I'm glad Melissa has a supportive community. I think it's lovely that she's getting lots of donation offers. But she'll need an awful lot of small donors - or a few exceedingly generous ones - to even make minimum wage for her efforts. This still doesn't add up to an income!
Melissa's quandary makes me wonder how sustainable independent, progressive blogging will prove to be. It's precisely these truly independent progressive blogs that are creating a meaningful public sphere - a cradle of civil society - in a country that desperately needs reasonable, critical discourse. Yes, progressive bloggers do say "fuck" a lot, but they're civil on a far deeper level. They've placed relentless pressure on Democratic candidates to respond to our concerns. They've given voice to those who've been silenced. They've pushed a host of issues onto the agenda of the corporate media. In short, they're playing a leading role in transforming American politics. I seriously wonder if Obama could have won without them.
And most independent lefty bloggers do this work without any compensation. With loads of luck, their blogging might catapult them into the limelight long enough to snag a book contract or some freelance writing for established media. Needless to say, even those folks aren't getting rich from their writing.

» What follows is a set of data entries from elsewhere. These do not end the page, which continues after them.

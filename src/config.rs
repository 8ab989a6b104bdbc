// SPDX-License-Identifier: MIT
// Copyright 2026 Roland Dreier <roland@rolandd.dev>

//! Application configuration loaded from environment variables.
//!
//! Two credential pairs are involved: the OIDC integration used for user
//! login, and the service app whose refresh token mints the access tokens
//! for all Webex REST calls.

use std::env;
use std::path::PathBuf;

/// Application configuration, loaded once at startup.
#[derive(Debug, Clone)]
pub struct Config {
    // --- OIDC integration (user login) ---
    /// OIDC client ID (public)
    pub oidc_client_id: String,
    /// OIDC client secret
    pub oidc_client_secret: String,
    /// Redirect URL registered for the OIDC integration
    pub redirect_url: String,

    // --- Service app (Webex REST calls) ---
    /// Service app client ID
    pub service_app_client_id: String,
    /// Service app client secret
    pub service_app_client_secret: String,
    /// Long-lived service app refresh token
    pub service_app_refresh_token: String,

    // --- Endpoints ---
    /// Webex REST API base URL
    pub api_base_url: String,
    /// Webex authorization/token endpoint base URL
    pub auth_base_url: String,

    // --- Portal ---
    /// Frontend URL for post-login redirects
    pub frontend_url: String,
    /// Session JWT and OAuth state signing key (raw bytes)
    pub session_signing_key: Vec<u8>,
    /// Path of the on-disk token cache
    pub token_cache_path: PathBuf,
    /// Per-call timeout for upstream requests, in seconds
    pub upstream_timeout_secs: u64,
    /// Server port
    pub port: u16,
}

const DEFAULT_API_BASE: &str = "https://webexapis.com/v1";

impl Config {
    /// Load configuration from environment variables.
    pub fn from_env() -> Result<Self, ConfigError> {
        dotenvy::dotenv().ok(); // Load .env file if present

        Ok(Self {
            oidc_client_id: env::var("OIDC_CLIENT_ID")
                .map_err(|_| ConfigError::Missing("OIDC_CLIENT_ID"))?,
            oidc_client_secret: env::var("OIDC_CLIENT_SECRET")
                .map(|v| v.trim().to_string())
                .map_err(|_| ConfigError::Missing("OIDC_CLIENT_SECRET"))?,
            redirect_url: env::var("REDIRECT_URL")
                .unwrap_or_else(|_| "http://localhost:8080/auth/callback".to_string()),

            service_app_client_id: env::var("SERVICE_APP_CLIENT_ID")
                .map_err(|_| ConfigError::Missing("SERVICE_APP_CLIENT_ID"))?,
            service_app_client_secret: env::var("SERVICE_APP_CLIENT_SECRET")
                .map(|v| v.trim().to_string())
                .map_err(|_| ConfigError::Missing("SERVICE_APP_CLIENT_SECRET"))?,
            service_app_refresh_token: env::var("SERVICE_APP_REFRESH_TOKEN")
                .map(|v| v.trim().to_string())
                .map_err(|_| ConfigError::Missing("SERVICE_APP_REFRESH_TOKEN"))?,

            api_base_url: env::var("WEBEX_API_BASE")
                .unwrap_or_else(|_| DEFAULT_API_BASE.to_string()),
            auth_base_url: env::var("WEBEX_AUTH_BASE")
                .unwrap_or_else(|_| DEFAULT_API_BASE.to_string()),

            frontend_url: env::var("FRONTEND_URL")
                .unwrap_or_else(|_| "http://localhost:8080/".to_string()),
            session_signing_key: env::var("SESSION_SIGNING_KEY")
                .map_err(|_| ConfigError::Missing("SESSION_SIGNING_KEY"))?
                .into_bytes(),
            token_cache_path: env::var("TOKEN_CACHE_PATH")
                .map(PathBuf::from)
                .unwrap_or_else(|_| PathBuf::from("app_tokens.toml")),
            upstream_timeout_secs: env::var("UPSTREAM_TIMEOUT_SECS")
                .ok()
                .and_then(|v| v.parse().ok())
                .unwrap_or(30),
            port: env::var("PORT")
                .unwrap_or_else(|_| "8080".to_string())
                .parse()
                .unwrap_or(8080),
        })
    }

    /// Default config for testing only.
    pub fn test_default() -> Self {
        Self {
            oidc_client_id: "test_oidc_id".to_string(),
            oidc_client_secret: "test_oidc_secret".to_string(),
            redirect_url: "http://localhost:8080/auth/callback".to_string(),
            service_app_client_id: "test_sa_id".to_string(),
            service_app_client_secret: "test_sa_secret".to_string(),
            service_app_refresh_token: "test_sa_refresh".to_string(),
            api_base_url: DEFAULT_API_BASE.to_string(),
            auth_base_url: DEFAULT_API_BASE.to_string(),
            frontend_url: "http://localhost:8080/".to_string(),
            session_signing_key: b"test_session_key_32_bytes_min!!".to_vec(),
            token_cache_path: PathBuf::from("app_tokens.toml"),
            upstream_timeout_secs: 30,
            port: 8080,
        }
    }
}

/// Configuration errors
#[derive(Debug, thiserror::Error)]
pub enum ConfigError {
    #[error("Missing required environment variable: {0}")]
    Missing(&'static str),
}
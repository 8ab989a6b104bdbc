// SPDX-License-Identifier: MIT
// Copyright 2026 Roland Dreier <roland@rolandd.dev>

use axum::http::{header, Request, StatusCode};
use axum::body::Body;
use calling_portal::config::Config;
use calling_portal::middleware::auth::create_session_jwt;
use calling_portal::models::SessionUser;
use calling_portal::routes::create_router;
use calling_portal::services::{Credential, TokenManager, TokenStore, WebexClient, WebexService};
use calling_portal::AppState;
use chrono::{Duration, Utc};
use std::path::PathBuf;
use std::sync::Arc;

/// Unique token cache path per test so parallel tests never share state.
#[allow(dead_code)]
pub fn temp_token_path(label: &str) -> PathBuf {
    std::env::temp_dir().join(format!(
        "calling-portal-test-{}-{}.toml",
        label,
        std::process::id()
    ))
}

/// Test config pointing every upstream endpoint at `base_url`.
#[allow(dead_code)]
pub fn test_config(base_url: &str, token_path: PathBuf) -> Config {
    let mut config = Config::test_default();
    config.api_base_url = base_url.to_string();
    config.auth_base_url = base_url.to_string();
    config.token_cache_path = token_path;
    config
}

/// The calling user all view tests log in as.
#[allow(dead_code)]
pub fn test_user() -> SessionUser {
    SessionUser {
        person_id: "person-1".to_string(),
        display_name: "Test User".to_string(),
        emails: vec!["user@example.com".to_string()],
        location_id: Some("loc-1".to_string()),
    }
}

/// Create a test app against a mock upstream, with a fresh service app
/// credential already cached so no token refresh is triggered.
#[allow(dead_code)]
pub fn create_test_app(base_url: &str, label: &str) -> (axum::Router, Arc<AppState>) {
    let token_path = temp_token_path(label);
    let _ = std::fs::remove_file(&token_path);

    let config = test_config(base_url, token_path.clone());

    let store = TokenStore::new(token_path);
    store
        .save(&Credential {
            access_token: "sa-access".to_string(),
            refresh_token: "sa-refresh".to_string(),
            expires_at: Utc::now() + Duration::days(30),
        })
        .expect("Failed to seed token cache");

    let token_manager = Arc::new(TokenManager::new(
        config.service_app_client_id.clone(),
        config.service_app_client_secret.clone(),
        config.service_app_refresh_token.clone(),
        format!("{}/access_token", config.auth_base_url),
        store,
    ));

    let client = WebexClient::new(
        config.api_base_url.clone(),
        std::time::Duration::from_secs(config.upstream_timeout_secs),
    );
    let webex = WebexService::new(client, token_manager);

    let state = Arc::new(AppState { config, webex });

    (create_router(state.clone()), state)
}

/// Session cookie header value for the test user.
#[allow(dead_code)]
pub fn session_cookie(state: &AppState) -> String {
    let jwt = create_session_jwt(&test_user(), &state.config.session_signing_key)
        .expect("Failed to create test session JWT");
    format!("portal_session={}", jwt)
}

/// GET request with the test session cookie.
#[allow(dead_code)]
pub fn authed_get(uri: &str, cookie: &str) -> Request<Body> {
    Request::builder()
        .uri(uri)
        .header(header::COOKIE, cookie)
        .body(Body::empty())
        .unwrap()
}

/// POST request with the test session cookie and a JSON body.
#[allow(dead_code)]
pub fn authed_post(uri: &str, cookie: &str, body: serde_json::Value) -> Request<Body> {
    Request::builder()
        .method("POST")
        .uri(uri)
        .header(header::COOKIE, cookie)
        .header(header::CONTENT_TYPE, "application/json")
        .body(Body::from(body.to_string()))
        .unwrap()
}

/// Read a response body as JSON.
#[allow(dead_code)]
pub async fn body_json(response: axum::response::Response) -> serde_json::Value {
    let bytes = axum::body::to_bytes(response.into_body(), usize::MAX)
        .await
        .expect("Failed to read response body");
    serde_json::from_slice(&bytes).expect("Response body was not valid JSON")
}

/// Assert a response is the portal's 401 JSON body.
#[allow(dead_code)]
pub async fn assert_unauthorized(response: axum::response::Response) {
    assert_eq!(response.status(), StatusCode::UNAUTHORIZED);
    let body = body_json(response).await;
    assert_eq!(body["error"], "unauthorized");
}
// SPDX-License-Identifier: MIT
// Copyright 2026 Roland Dreier <roland@rolandd.dev>

//! Calling user resolved at login time.

use serde::{Deserialize, Serialize};

/// The authenticated calling user, resolved once at login from the Webex
/// people API and carried in the session for its lifetime.
#[derive(Debug, Clone, Serialize, Deserialize)]
#[serde(rename_all = "camelCase")]
pub struct SessionUser {
    /// Webex person ID
    #[serde(rename = "id")]
    pub person_id: String,
    /// Display name
    #[serde(default)]
    pub display_name: String,
    /// Email addresses; the first entry is the primary address
    #[serde(default)]
    pub emails: Vec<String>,
    /// Calling location; `None` for users without calling
    #[serde(default)]
    pub location_id: Option<String>,
}

impl SessionUser {
    /// Primary email address, if the directory returned any.
    pub fn primary_email(&self) -> Option<&str> {
        self.emails.first().map(String::as_str)
    }
}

What to do? Donations can only be a temporary, patchwork solution. In fact, the whole language of "donations" and "tip jars" has been troubling me all day. Other people who work their asses off to do a job don't expect to live from donations! They're paid wages or salaries. The language reminds us that they've earned their pay. Don't bloggers do the same? Or will people persist in seeing major projects like Shakesville as basically a hobby?
Here's where I have some hard-earned empathy for Melissa and others in her boat - less from my experience as a small-potatoes blogger than as a long-term adjunct professor.

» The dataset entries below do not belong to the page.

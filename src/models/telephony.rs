// SPDX-License-Identifier: MIT
// Copyright 2026 Roland Dreier <roland@rolandd.dev>

//! Wire models for the Webex telephony resources the portal touches.
//!
//! The upstream API speaks camelCase; the portal's own responses keep the
//! snake_case field names the frontend tables are bound to, so most structs
//! rename on deserialize only.

use serde::{Deserialize, Serialize};

/// Location detail (only the fields the portal surfaces).
#[derive(Debug, Clone, Serialize, Deserialize)]
#[serde(rename_all(deserialize = "camelCase"))]
pub struct Location {
    pub id: String,
    pub name: String,
}

/// Phone number type, ordered so that a descending sort puts primary
/// numbers first.
#[derive(Debug, Clone, Copy, PartialEq, Eq, PartialOrd, Ord, Serialize, Deserialize)]
#[serde(rename_all = "SCREAMING_SNAKE_CASE")]
pub enum PhoneNumberType {
    /// Catch-all for types the portal does not model; sorts last.
    // Declared last so `#[serde(other)]` is valid; explicit discriminants
    // preserve the original declaration-order Ord (Unknown lowest).
    Alternate = 1,
    FaxMessage = 2,
    Primary = 3,
    #[serde(other)]
    Unknown = 0,
}

/// One entry of a user's phone number list.
#[derive(Debug, Clone, Serialize, Deserialize)]
#[serde(rename_all(deserialize = "camelCase"))]
pub struct PhoneNumber {
    #[serde(default)]
    pub phone_number: Option<String>,
    #[serde(default)]
    pub extension: Option<String>,
    #[serde(default)]
    pub location: Option<NumberLocation>,
    pub phone_number_type: PhoneNumberType,
}

/// Location reference embedded in a phone number entry.
#[derive(Debug, Clone, Serialize, Deserialize)]
#[serde(rename_all(deserialize = "camelCase"))]
pub struct NumberLocation {
    #[serde(default)]
    pub id: Option<String>,
    pub name: String,
}

/// Device product type. Only phones are surfaced by the portal.
#[derive(Debug, Clone, Copy, PartialEq, Eq, Serialize, Deserialize)]
#[serde(rename_all = "lowercase")]
pub enum ProductType {
    Phone,
    Roomdesk,
    Accessory,
    #[serde(other)]
    Unknown,
}

/// Device list entry.
#[derive(Debug, Clone, Serialize, Deserialize)]
#[serde(rename_all(deserialize = "camelCase"))]
pub struct Device {
    pub product: String,
    /// MAC address as received: 12 hex chars, no separators
    #[serde(default)]
    pub mac: Option<String>,
    #[serde(default)]
    pub connection_status: Option<String>,
    #[serde(rename(deserialize = "type"))]
    pub product_type: ProductType,
}

/// Queue reference from the agent's queue list (stage 1 of the membership
/// view).
#[derive(Debug, Clone, Serialize, Deserialize)]
#[serde(rename_all(deserialize = "camelCase"))]
pub struct AgentQueue {
    pub id: String,
    pub location_id: String,
    #[serde(default)]
    pub name: String,
    #[serde(default)]
    pub location_name: String,
    #[serde(default)]
    pub extension: Option<String>,
}

/// Agent entry inside a call queue detail.
///
/// Queue updates are full-object PUTs; fields the portal does not model are
/// kept in `rest` so they survive the round trip.
#[derive(Debug, Clone, Serialize, Deserialize)]
pub struct Agent {
    #[serde(rename = "id")]
    pub agent_id: String,
    #[serde(rename = "joinEnabled", default)]
    pub join_enabled: bool,
    #[serde(flatten)]
    pub rest: serde_json::Map<String, serde_json::Value>,
}

/// Call queue detail (stage 2 of the membership view, and the object that
/// gets resent wholesale on a join update).
#[derive(Debug, Clone, Serialize, Deserialize)]
pub struct CallQueue {
    #[serde(default)]
    pub name: String,
    #[serde(default)]
    pub extension: Option<String>,
    #[serde(rename = "allowAgentJoinEnabled", default)]
    pub allow_agent_join_enabled: bool,
    #[serde(default)]
    pub agents: Vec<Agent>,
    #[serde(flatten)]
    pub rest: serde_json::Map<String, serde_json::Value>,
}

/// Call intercept setting for a person.
#[derive(Debug, Clone, Serialize, Deserialize)]
pub struct InterceptSetting {
    pub enabled: bool,
}

/// Call waiting setting for a person.
#[derive(Debug, Clone, Serialize, Deserialize)]
pub struct CallWaitingSetting {
    pub enabled: bool,
}

#[cfg(test)]
mod tests {
    use super::*;

    #[test]
    fn test_phone_number_type_descending_puts_primary_first() {
        let mut types = vec![
            PhoneNumberType::Alternate,
            PhoneNumberType::Primary,
            PhoneNumberType::FaxMessage,
        ];
        types.sort_by(|a, b| b.cmp(a));
        assert_eq!(
            types,
            vec![
                PhoneNumberType::Primary,
                PhoneNumberType::FaxMessage,
                PhoneNumberType::Alternate,
            ]
        );
    }

    #[test]
    fn test_call_queue_round_trips_unmodeled_fields() {
        let detail: CallQueue = serde_json::from_value(serde_json::json!({
            "name": "Helpdesk",
            "extension": "4001",
            "allowAgentJoinEnabled": true,
            "queueSize": 25,
            "agents": [
                {"id": "agent-1", "joinEnabled": false, "firstName": "Ada"}
            ]
        }))
        .unwrap();

        let value = serde_json::to_value(&detail).unwrap();
        assert_eq!(value["queueSize"], 25);
        assert_eq!(value["agents"][0]["firstName"], "Ada");
        assert_eq!(value["agents"][0]["joinEnabled"], false);
    }

    #[test]
    fn test_device_type_parses_unknown_products() {
        let device: Device = serde_json::from_value(serde_json::json!({
            "product": "Board 55",
            "type": "whiteboard",
            "connectionStatus": "connected"
        }))
        .unwrap();
        assert_eq!(device.product_type, ProductType::Unknown);
    }
}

Both bloggers and adjuncts repeatedly get the message that they should feel lucky to have a creative outlet for their talents. Both are too often looked down upon by colleagues who ought to be their allies: tenured professors and conventional journalists. Both earn a pittance or nothing at all. (In America, adjuncts usually get paid something, but in Germany unpaid gigs are quite common.)
And yet both bloggers and adjuncts serve an essential function in society. We educate. We inspire. We provoke. We contribute an outsider's perspective. We fill needs neglected by those in more comfy positions.

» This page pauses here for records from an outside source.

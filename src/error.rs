// SPDX-License-Identifier: MIT
// Copyright 2026 Roland Dreier <roland@rolandd.dev>

//! Application error types with consistent API responses.

use axum::{
    http::StatusCode,
    response::{IntoResponse, Response},
    Json,
};
use serde::Serialize;

/// Application error type that converts to HTTP responses.
#[derive(Debug, thiserror::Error)]
pub enum AppError {
    #[error("Authentication required")]
    Unauthorized,

    #[error("Identity provider rejected token refresh: {0}")]
    UpstreamAuth(String),

    #[error("Resource not found: {0}")]
    NotFound(String),

    #[error("Invalid request: {0}")]
    BadRequest(String),

    #[error("Webex API error: {0}")]
    Upstream(String),

    #[error("Internal server error: {0}")]
    Internal(#[from] anyhow::Error),
}

/// JSON error response body
#[derive(Serialize)]
struct ErrorResponse {
    error: String,
    #[serde(skip_serializing_if = "Option::is_none")]
    details: Option<String>,
}

impl IntoResponse for AppError {
    fn into_response(self) -> Response {
        let (status, error, details) = match &self {
            AppError::Unauthorized => (StatusCode::UNAUTHORIZED, "unauthorized", None),
            AppError::UpstreamAuth(msg) => {
                tracing::error!(error = %msg, "Upstream auth error");
                (StatusCode::BAD_GATEWAY, "upstream_auth_error", None)
            }
            AppError::NotFound(msg) => (StatusCode::NOT_FOUND, "not_found", Some(msg.clone())),
            AppError::BadRequest(msg) => {
                (StatusCode::BAD_REQUEST, "bad_request", Some(msg.clone()))
            }
            AppError::Upstream(msg) => (StatusCode::BAD_GATEWAY, "webex_error", Some(msg.clone())),
            AppError::Internal(err) => {
                tracing::error!(error = %err, "Internal server error");
                (StatusCode::INTERNAL_SERVER_ERROR, "internal_error", None)
            }
        };

        let body = ErrorResponse {
            error: error.to_string(),
            details,
        };

        (status, Json(body)).into_response()
    }
}

/// Result type alias for handlers
pub type Result<T> = std::result::Result<T, AppError>;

Universities, at least, have resources that can potentially be used to improve the lot of adjuncts. This just requires the will to recommit to teaching, as opposed to administration and capital projects. (My chair and dean have done that for me, and I'm now on an annual contract - bless them!)
The solution is less obvious for blogs, where many of the readers are themselves unpaid bloggers. As I've already suggested, the donations model is not sustainable on a large scale or in the long run. Melissa rightly argues that ads are no solution, either, especially for feminist blogs where key terms generate bizarrely counterproductive ads. Just one example: Last spring, Feministing was plagued by a Playboy ad, as my friend Sugarmag pointed out (I'd link to this if her blog were still up).
I don't have any realistic solutions. I do have a few fantasy ones. Maybe George Soros would establish a foundation for lefty bloggers? Better yet, how about a foundation supported by a surtax on Rupert Murdoch and other major media conglomerates? I think that'd be perfectly just, considering the yawning gap that they've created in media coverage - and that bloggers are bridging.
I just know one thing for sure: we'll be totally blinkered in seeking solutions until we reframe politically engaged blogging as something far more important and serious than a hobby. We need to ditch the talk of donations and tip jars. Especially on the scale of Shakesville, blogging is a public service and a crucial, vibrant part of civil society. Those who provide this service should be able to earn a decent living from it.
And before I get way too sanctimonious, one final thought: I hope that Melissa really will use some of her earnings to buy some first-rate catnip and paint her house sparkly purple, as some of her commenters suggested. That is what we do with real income. We spend it on both projects both noble and silly without having to be accountable to "donors." If Grey Kitty, patron cat of Kittywampus, were still here today, she'd remind us that there's nothing nobler than good 'nip, even if it did make her drool.